Coronavirus

The new CMS: No grades for now, a digital divide - and plenty of challenges ahead.

Tiffany North knows that her eight-year-old son, Quincy, counts off the days in his head.

From one up to sixty — that’s how long the family has free wifi at home, courtesy of Spectrum. Without internet, Quincy and his sister, Victoria, would be cut off from online learning while their charter school, KIPP Charlotte, is closed to slow the spread of the coronavirus.

“He’s asked me, what happens after that?” North said. To herself, she wonders if that will mean an additional bill to pay once the 60-day period ends.

When cases of COVID-19 began spreading in Charlotte, the pandemic reshaped education as students and teachers navigate learning from far apart.

Making the transition more difficult: the divide between schools and families best prepared to launch into online, remote classes and those scrambling to access technology while facing financial instability and other challenges at home.

Weeks after Gov. Roy Cooper’s first executive order closed schools across the state, CMS and other public school districts are still working through what it means to provide a public education during a global pandemic. Earlier this month, the state board of education told school districts to not assign grades unless they can ensure all students have equal access to remote learning.

The state Department of Public Instruction has said that the policies for promoting students to the next grade have not changed, after hoaxes spread about students having to repeat a year.

Seniors who were passing their classes as of March 13, the last day before schools closed, will be marked as passing for the year, while those were were failing will have the chance to pass by taking a final exam.

In CMS, students were given supplemental, optional assignments for three weeks while the district awaited guidance from the state on when and how to teach new material.
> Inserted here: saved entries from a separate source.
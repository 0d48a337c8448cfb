//! Deadlines for per-item secondary lookups.
//!
//! An enrichment runs as its own task. When the deadline passes the task's
//! handle is dropped: the task is detached, never awaited again, and its
//! result (its only output) is discarded. Callers keep the partial row.
//!
//! Keyed lookups never hold the [`CredentialRing`]. The task gets a snapshot
//! of one credential and reports its outcome; the caller applies rotation or
//! success to the ring only for outcomes that arrived before the deadline.

use std::future::Future;
use std::time::{Duration, Instant};

use crate::credentials::{Credential, CredentialRing};
use crate::error::ScraperError;
use crate::provider::ProviderKind;

/// Default per-item enrichment deadline for `provider`.
#[must_use]
pub fn enrichment_deadline(provider: ProviderKind) -> Duration {
    match provider {
        ProviderKind::GooglePlay | ProviderKind::YouTube => Duration::from_secs(15),
        ProviderKind::GoogleNews => Duration::from_secs(10),
        ProviderKind::ApplePodcasts | ProviderKind::AppStore | ProviderKind::Spotify => {
            Duration::from_secs(3)
        }
    }
}

/// Runs `lookup` on a separate task and waits at most `deadline` for it.
///
/// # Errors
///
/// Returns [`ScraperError::Timeout`] when the deadline passes, the lookup's
/// own error when it fails, or [`ScraperError::Malformed`] if the task
/// panicked.
pub async fn with_deadline<T, Fut>(
    provider: ProviderKind,
    deadline: Duration,
    lookup: Fut,
) -> Result<T, ScraperError>
where
    T: Send + 'static,
    Fut: Future<Output = Result<T, ScraperError>> + Send + 'static,
{
    let handle = tokio::spawn(lookup);
    match tokio::time::timeout(deadline, handle).await {
        Ok(Ok(result)) => result,
        Ok(Err(join_err)) => Err(ScraperError::Malformed {
            provider: provider.to_string(),
            reason: format!("enrichment task failed: {join_err}"),
        }),
        Err(_) => {
            tracing::debug!(
                provider = %provider,
                deadline_ms = u64::try_from(deadline.as_millis()).unwrap_or(u64::MAX),
                "enrichment deadline passed, abandoning lookup"
            );
            Err(ScraperError::Timeout {
                provider: provider.to_string(),
                secs: deadline.as_secs(),
            })
        }
    }
}

/// Runs a credentialed lookup under `deadline`, rotating to the next
/// credential when an attempt reports quota exhaustion in time.
///
/// Every attempt shares the one deadline. A timed-out attempt leaves the ring
/// as it was.
///
/// # Errors
///
/// Returns [`ScraperError::MissingCredentials`] for an empty ring,
/// [`ScraperError::QuotaExceeded`] once every credential is exhausted,
/// [`ScraperError::Timeout`] when the deadline passes, or the lookup's own
/// error.
pub(crate) async fn keyed_with_deadline<T, F, Fut>(
    ring: &CredentialRing,
    provider: ProviderKind,
    deadline: Duration,
    mut lookup: F,
) -> Result<T, ScraperError>
where
    T: Send + 'static,
    F: FnMut(Credential) -> Fut,
    Fut: Future<Output = Result<T, ScraperError>> + Send + 'static,
{
    if ring.is_empty() {
        return Err(ScraperError::MissingCredentials {
            provider: provider.to_string(),
            reason: "no API keys configured".to_string(),
        });
    }
    let started = Instant::now();
    loop {
        let Some(credential) = ring.current() else {
            return Err(ScraperError::QuotaExceeded {
                provider: provider.to_string(),
            });
        };
        let index = credential.index;
        let remaining = deadline.saturating_sub(started.elapsed());
        match with_deadline(provider, remaining, lookup(credential)).await {
            Ok(value) => {
                ring.mark_success();
                return Ok(value);
            }
            Err(e) if e.is_quota() => {
                if !ring.rotate(index) {
                    return Err(e);
                }
            }
            Err(e) => return Err(e),
        }
    }
}

#[cfg(test)]
mod tests {
    use std::sync::atomic::{AtomicBool, Ordering};
    use std::sync::Arc;

    use super::*;

    #[tokio::test]
    async fn returns_lookup_result_within_deadline() {
        let result = with_deadline(ProviderKind::YouTube, Duration::from_secs(1), async {
            Ok::<_, ScraperError>(7)
        })
        .await;
        assert_eq!(result.unwrap(), 7);
    }

    #[tokio::test]
    async fn times_out_slow_lookup() {
        let result = with_deadline(
            ProviderKind::ApplePodcasts,
            Duration::from_millis(20),
            async {
                tokio::time::sleep(Duration::from_millis(500)).await;
                Ok::<_, ScraperError>(())
            },
        )
        .await;
        assert!(matches!(result, Err(ScraperError::Timeout { .. })));
    }

    #[tokio::test]
    async fn abandoned_lookup_keeps_running_detached() {
        let finished = Arc::new(AtomicBool::new(false));
        let flag = Arc::clone(&finished);
        let result = with_deadline(ProviderKind::YouTube, Duration::from_millis(10), async move {
            tokio::time::sleep(Duration::from_millis(50)).await;
            flag.store(true, Ordering::SeqCst);
            Ok::<_, ScraperError>(())
        })
        .await;
        assert!(result.is_err());
        assert!(!finished.load(Ordering::SeqCst));

        tokio::time::sleep(Duration::from_millis(150)).await;
        assert!(
            finished.load(Ordering::SeqCst),
            "detached task should run to completion on its own"
        );
    }

    #[tokio::test]
    async fn propagates_lookup_error() {
        let result = with_deadline(ProviderKind::GooglePlay, Duration::from_secs(1), async {
            Err::<(), _>(ScraperError::NotFound {
                url: "https://example.com".to_owned(),
            })
        })
        .await;
        assert!(matches!(result, Err(ScraperError::NotFound { .. })));
    }

    fn ring(keys: &[&str]) -> CredentialRing {
        CredentialRing::new(keys.iter().map(|k| (*k).to_string()).collect())
    }

    fn quota() -> ScraperError {
        ScraperError::QuotaExceeded {
            provider: "google_play".to_owned(),
        }
    }

    #[tokio::test]
    async fn keyed_lookup_rotates_on_quota_within_deadline() {
        let ring = ring(&["spent", "fresh"]);
        let result = keyed_with_deadline(
            &ring,
            ProviderKind::GooglePlay,
            Duration::from_secs(1),
            |credential| async move {
                if credential.key == "spent" {
                    Err(quota())
                } else {
                    Ok(credential.key)
                }
            },
        )
        .await;
        assert_eq!(result.unwrap(), "fresh");
        assert_eq!(ring.current().unwrap().key, "fresh");
    }

    #[tokio::test]
    async fn late_quota_signal_does_not_rotate_the_ring() {
        let ring = ring(&["a", "b"]);
        let result: Result<(), _> = keyed_with_deadline(
            &ring,
            ProviderKind::GooglePlay,
            Duration::from_millis(20),
            |_| async {
                tokio::time::sleep(Duration::from_millis(100)).await;
                Err(quota())
            },
        )
        .await;
        assert!(matches!(result, Err(ScraperError::Timeout { .. })));

        tokio::time::sleep(Duration::from_millis(200)).await;
        assert_eq!(
            ring.current().unwrap().key,
            "a",
            "a timed-out lookup must leave the ring where it was"
        );
    }

    #[tokio::test]
    async fn late_success_does_not_reset_exhaustion() {
        let ring = ring(&["a", "b"]);
        assert!(ring.rotate(0));
        let result = keyed_with_deadline(
            &ring,
            ProviderKind::YouTube,
            Duration::from_millis(20),
            |_| async {
                tokio::time::sleep(Duration::from_millis(100)).await;
                Ok::<_, ScraperError>(())
            },
        )
        .await;
        assert!(result.is_err());

        tokio::time::sleep(Duration::from_millis(200)).await;
        assert!(
            !ring.rotate(1),
            "key a is still counted as exhausted, so b was the last one"
        );
    }

    #[tokio::test]
    async fn keyed_lookup_requires_credentials() {
        let ring = ring(&[]);
        let result: Result<(), _> = keyed_with_deadline(
            &ring,
            ProviderKind::YouTube,
            Duration::from_secs(1),
            |_| async { Ok(()) },
        )
        .await;
        assert!(matches!(result, Err(ScraperError::MissingCredentials { .. })));
    }
}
New learning started on April 6, but deputy superintendent Matt Hayes said in a video update that CMS would not issue grades yet while it continued to survey students’ access to the internet and technology.

Instead, teachers will make assignments, provide feedback and take anecdotal notes on student work, which may later be converted into a grade, chief academic officer Brian Kingsley said.

In kindergarten through third grade, student assignments will be done through hard copy packets distributed through CMS’ network of meal pick-up sites, while older students will receive their work online.

Students in kindergarten through fifth grade are expected to be in instructional hours for a maximum of two hours a day, Kingsley said. In the upper grades, kids will be in class for 3 hours per course per week on a semester schedule, and 90 minutes per course per week if they are on a year-long schedule.

Instructional sessions will be recorded, Kingsley said, with the understanding that not all students can log on at the same time. Teachers will also host office hours to stay in touch with their students, and families are encouraged to reach out to their child’s teacher if they are struggling with internet or device access at home.

Disparities exposed

The ongoing crisis only exacerbates existing disparities, CMS chief equity officer Frank Barnes said. Roughly 40% of CMS students qualify for free or subsidized meals, and about 4,000 students receive McKinney-Vento services, a federal program that provides services for students in unstable housing situations.

The district serves about 150,000 children and has issued roughly 80,000 devices for students to take home during the closure. In addition to gaps in technology, Barnes also emphasized less obvious disparities, such as access to quiet and peaceful learning spaces or parents with time to help young children navigate new assignments.

“When you talk about food insecurity, transportation, who is allowed to shelter-in-place because of income, all those things are being exposed,” Barnes said. “We’ve really tried to figure out how can we equitably and appropriately serve our diverse communities.”

During the closures, school board chair Elyse Dashew has been visiting the meal pick-up sites to thank employees. At a recent school board meeting, she emphasized the many needs CMS has to address for its students during a school shutdown.

“As a public school district, our core business is teaching and learning,” Dahsew said. “But I don’t think people understood until this shutdown how many students rely on our schools for basic things like food in their bellies.”

For parents like Janine Bettis, the steps CMS has taken to close the digital divide have been essential. Bettis, a mother of four CMS students and a college kid back home during the coronavirus shutdown, is taking online classes as well towards a degree in early childhood education.

The family is currently staying with Bettis’ parents in their three-bedroom home. Even though they have internet access, so many people logging on at the same time slowed down the connection, Bettis said. For the first week, the kids also shared devices because the pick-up site misplaced a Chromebook meant for her family.

Receiving a hotspot from CMS helped with the strain on the network, and now each student has a device to work off of, Bettis said. While her children completed the supplemental work, she said the start of new curriculum would be the real test of the transition to online learning.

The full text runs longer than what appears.